= Task input =
· · ·

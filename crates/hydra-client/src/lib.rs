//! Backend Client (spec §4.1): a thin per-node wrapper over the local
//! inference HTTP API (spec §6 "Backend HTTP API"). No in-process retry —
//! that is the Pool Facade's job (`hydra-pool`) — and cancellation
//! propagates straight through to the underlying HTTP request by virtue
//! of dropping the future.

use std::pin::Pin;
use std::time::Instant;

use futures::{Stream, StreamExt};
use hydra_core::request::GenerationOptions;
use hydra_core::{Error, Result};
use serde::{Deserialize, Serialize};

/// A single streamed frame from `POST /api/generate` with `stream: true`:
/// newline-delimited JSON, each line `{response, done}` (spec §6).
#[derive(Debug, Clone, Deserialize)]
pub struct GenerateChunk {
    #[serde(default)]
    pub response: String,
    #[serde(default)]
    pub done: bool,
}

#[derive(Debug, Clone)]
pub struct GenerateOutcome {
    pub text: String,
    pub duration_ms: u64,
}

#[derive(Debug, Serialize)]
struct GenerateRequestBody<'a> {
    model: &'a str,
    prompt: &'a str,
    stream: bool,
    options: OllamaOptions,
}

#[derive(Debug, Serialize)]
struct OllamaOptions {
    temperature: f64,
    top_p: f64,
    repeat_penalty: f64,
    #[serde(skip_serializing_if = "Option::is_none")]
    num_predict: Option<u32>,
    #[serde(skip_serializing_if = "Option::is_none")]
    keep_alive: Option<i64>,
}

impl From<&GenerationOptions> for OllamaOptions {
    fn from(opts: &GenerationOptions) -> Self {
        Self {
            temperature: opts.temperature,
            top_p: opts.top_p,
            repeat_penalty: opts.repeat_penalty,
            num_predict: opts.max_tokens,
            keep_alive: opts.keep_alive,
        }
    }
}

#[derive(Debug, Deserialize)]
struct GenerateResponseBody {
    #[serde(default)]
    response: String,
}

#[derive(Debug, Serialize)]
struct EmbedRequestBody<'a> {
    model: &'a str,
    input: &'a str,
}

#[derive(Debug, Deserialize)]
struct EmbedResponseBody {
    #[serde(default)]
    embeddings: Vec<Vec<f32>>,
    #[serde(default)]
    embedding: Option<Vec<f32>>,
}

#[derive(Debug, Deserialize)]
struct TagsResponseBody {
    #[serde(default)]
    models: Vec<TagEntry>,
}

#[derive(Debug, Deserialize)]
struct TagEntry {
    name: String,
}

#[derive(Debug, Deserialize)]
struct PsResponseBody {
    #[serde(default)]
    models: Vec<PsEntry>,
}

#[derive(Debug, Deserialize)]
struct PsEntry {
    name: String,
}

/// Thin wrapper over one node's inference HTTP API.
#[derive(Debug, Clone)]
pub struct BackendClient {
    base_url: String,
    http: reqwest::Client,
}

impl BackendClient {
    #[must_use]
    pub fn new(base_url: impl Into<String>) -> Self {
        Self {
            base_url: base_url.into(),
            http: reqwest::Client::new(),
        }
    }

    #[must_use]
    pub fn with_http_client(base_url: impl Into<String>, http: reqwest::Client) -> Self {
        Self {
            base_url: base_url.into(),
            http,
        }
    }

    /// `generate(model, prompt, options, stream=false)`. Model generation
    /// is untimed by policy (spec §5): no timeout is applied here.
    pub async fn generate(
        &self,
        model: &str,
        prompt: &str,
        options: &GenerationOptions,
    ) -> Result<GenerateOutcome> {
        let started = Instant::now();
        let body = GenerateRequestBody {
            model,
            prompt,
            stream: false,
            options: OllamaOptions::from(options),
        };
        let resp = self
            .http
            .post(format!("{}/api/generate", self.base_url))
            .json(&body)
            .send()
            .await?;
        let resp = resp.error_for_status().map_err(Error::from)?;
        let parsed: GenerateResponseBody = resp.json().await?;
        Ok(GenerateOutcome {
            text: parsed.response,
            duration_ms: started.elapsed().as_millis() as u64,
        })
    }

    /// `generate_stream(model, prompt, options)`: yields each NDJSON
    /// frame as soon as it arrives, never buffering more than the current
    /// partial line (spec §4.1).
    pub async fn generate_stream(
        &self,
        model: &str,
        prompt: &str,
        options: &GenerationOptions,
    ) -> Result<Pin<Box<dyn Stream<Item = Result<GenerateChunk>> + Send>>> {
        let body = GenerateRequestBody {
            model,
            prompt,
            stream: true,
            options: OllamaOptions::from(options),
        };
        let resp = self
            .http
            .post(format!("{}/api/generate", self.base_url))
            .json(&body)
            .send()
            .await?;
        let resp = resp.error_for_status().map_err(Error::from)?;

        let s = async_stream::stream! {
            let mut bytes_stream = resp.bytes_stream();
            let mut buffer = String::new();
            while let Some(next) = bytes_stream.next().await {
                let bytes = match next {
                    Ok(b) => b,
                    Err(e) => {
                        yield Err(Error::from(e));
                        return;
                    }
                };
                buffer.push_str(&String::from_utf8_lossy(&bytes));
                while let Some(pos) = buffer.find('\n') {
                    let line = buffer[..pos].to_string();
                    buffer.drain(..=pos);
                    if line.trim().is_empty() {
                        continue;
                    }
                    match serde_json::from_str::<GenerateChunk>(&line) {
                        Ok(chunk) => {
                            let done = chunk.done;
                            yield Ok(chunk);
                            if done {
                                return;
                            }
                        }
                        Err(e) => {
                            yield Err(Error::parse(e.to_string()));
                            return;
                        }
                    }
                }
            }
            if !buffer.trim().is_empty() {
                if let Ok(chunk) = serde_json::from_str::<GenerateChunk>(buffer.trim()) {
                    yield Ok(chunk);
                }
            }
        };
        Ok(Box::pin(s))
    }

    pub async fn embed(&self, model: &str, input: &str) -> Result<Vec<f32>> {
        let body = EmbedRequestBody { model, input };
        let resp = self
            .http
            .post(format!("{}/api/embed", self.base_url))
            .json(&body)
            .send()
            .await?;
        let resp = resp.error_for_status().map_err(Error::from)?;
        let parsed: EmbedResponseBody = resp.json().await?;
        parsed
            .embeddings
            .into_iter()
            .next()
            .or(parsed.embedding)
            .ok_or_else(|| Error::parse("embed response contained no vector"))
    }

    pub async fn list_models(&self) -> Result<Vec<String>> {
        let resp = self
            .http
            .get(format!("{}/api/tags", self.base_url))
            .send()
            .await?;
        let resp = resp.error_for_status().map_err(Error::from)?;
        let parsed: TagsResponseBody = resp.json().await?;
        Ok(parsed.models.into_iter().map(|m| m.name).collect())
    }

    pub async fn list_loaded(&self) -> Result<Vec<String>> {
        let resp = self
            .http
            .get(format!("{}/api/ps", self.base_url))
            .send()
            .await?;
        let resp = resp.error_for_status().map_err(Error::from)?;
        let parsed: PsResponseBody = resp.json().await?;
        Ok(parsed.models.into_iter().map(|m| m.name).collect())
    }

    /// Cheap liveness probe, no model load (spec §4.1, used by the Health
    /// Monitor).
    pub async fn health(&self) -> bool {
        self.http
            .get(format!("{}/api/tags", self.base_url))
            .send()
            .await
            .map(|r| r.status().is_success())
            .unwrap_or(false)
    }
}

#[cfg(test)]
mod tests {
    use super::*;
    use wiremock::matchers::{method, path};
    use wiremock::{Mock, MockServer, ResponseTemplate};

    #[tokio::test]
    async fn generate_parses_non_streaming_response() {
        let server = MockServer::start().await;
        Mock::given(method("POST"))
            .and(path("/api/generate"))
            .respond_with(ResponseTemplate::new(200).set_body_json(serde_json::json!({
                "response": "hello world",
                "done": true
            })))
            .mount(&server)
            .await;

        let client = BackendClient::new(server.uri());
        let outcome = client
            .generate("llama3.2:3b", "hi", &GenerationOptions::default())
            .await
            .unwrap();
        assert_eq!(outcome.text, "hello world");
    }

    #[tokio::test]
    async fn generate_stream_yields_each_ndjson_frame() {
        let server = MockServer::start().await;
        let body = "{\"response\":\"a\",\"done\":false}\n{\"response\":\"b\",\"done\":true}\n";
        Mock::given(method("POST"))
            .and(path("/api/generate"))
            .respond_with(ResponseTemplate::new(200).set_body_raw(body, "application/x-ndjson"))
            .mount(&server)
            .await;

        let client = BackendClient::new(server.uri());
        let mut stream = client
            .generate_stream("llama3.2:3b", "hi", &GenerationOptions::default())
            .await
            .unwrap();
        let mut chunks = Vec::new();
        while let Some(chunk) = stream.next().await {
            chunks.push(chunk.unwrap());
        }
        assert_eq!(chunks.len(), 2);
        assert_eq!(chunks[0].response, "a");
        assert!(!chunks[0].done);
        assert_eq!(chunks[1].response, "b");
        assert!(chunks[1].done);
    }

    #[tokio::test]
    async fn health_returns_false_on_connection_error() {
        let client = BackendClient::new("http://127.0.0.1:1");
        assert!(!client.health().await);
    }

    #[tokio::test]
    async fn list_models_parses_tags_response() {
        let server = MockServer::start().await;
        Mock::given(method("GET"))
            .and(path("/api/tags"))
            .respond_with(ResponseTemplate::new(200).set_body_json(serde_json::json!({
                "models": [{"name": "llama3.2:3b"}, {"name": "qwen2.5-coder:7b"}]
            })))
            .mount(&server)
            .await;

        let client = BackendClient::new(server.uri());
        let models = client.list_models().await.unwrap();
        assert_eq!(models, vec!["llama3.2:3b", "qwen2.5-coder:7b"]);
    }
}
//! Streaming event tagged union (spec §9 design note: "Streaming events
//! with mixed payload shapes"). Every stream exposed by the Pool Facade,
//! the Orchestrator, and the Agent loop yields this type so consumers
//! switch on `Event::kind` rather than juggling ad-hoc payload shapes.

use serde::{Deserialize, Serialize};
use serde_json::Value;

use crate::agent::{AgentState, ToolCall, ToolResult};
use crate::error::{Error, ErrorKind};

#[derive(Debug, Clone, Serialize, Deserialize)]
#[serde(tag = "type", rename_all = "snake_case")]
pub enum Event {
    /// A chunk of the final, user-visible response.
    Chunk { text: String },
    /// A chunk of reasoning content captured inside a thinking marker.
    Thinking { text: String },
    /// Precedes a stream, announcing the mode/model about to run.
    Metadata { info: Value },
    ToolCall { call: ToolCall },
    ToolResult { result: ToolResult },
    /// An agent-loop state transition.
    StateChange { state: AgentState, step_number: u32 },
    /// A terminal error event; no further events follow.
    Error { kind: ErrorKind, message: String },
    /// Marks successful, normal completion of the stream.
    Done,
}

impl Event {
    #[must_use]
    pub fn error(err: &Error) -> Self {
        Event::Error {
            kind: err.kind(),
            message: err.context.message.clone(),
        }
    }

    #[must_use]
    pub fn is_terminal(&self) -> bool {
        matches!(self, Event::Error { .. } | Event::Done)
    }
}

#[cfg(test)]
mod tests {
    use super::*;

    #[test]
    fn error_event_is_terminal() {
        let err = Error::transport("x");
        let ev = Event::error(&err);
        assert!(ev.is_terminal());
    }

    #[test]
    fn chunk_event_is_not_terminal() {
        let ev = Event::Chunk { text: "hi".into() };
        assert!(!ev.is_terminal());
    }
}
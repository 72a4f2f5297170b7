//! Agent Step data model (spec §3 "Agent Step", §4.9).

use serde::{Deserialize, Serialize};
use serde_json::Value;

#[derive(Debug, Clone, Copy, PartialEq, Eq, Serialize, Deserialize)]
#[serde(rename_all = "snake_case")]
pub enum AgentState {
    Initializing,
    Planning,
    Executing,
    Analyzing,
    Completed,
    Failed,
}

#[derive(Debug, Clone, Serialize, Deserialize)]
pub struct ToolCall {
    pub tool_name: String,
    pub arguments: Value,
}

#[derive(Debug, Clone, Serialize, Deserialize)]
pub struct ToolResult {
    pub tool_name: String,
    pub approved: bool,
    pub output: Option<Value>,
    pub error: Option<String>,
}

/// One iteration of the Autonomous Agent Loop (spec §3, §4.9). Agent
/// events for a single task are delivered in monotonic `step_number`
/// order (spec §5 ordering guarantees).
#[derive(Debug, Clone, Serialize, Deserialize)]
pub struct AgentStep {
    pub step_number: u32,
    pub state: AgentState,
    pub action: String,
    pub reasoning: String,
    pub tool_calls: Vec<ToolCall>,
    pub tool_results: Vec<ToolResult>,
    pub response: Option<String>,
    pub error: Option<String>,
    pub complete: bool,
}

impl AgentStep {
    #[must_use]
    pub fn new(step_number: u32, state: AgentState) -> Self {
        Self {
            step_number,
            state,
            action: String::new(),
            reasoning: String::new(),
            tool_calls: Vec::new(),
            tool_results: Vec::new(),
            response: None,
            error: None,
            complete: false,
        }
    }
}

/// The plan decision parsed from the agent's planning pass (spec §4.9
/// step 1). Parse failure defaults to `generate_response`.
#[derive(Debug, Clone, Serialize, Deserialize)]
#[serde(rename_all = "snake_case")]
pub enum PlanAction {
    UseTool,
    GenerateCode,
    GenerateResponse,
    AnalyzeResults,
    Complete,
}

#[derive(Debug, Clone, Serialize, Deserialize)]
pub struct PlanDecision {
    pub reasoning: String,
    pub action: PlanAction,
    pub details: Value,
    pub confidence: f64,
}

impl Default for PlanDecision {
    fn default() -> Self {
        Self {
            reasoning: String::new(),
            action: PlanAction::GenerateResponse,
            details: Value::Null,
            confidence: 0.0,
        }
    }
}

· · ·

= Work item =
Make a copy of each line in the records above that has the word "ErrorKind".

= Response box =
use crate::error::{Error, ErrorKind};
    Error { kind: ErrorKind, message: String },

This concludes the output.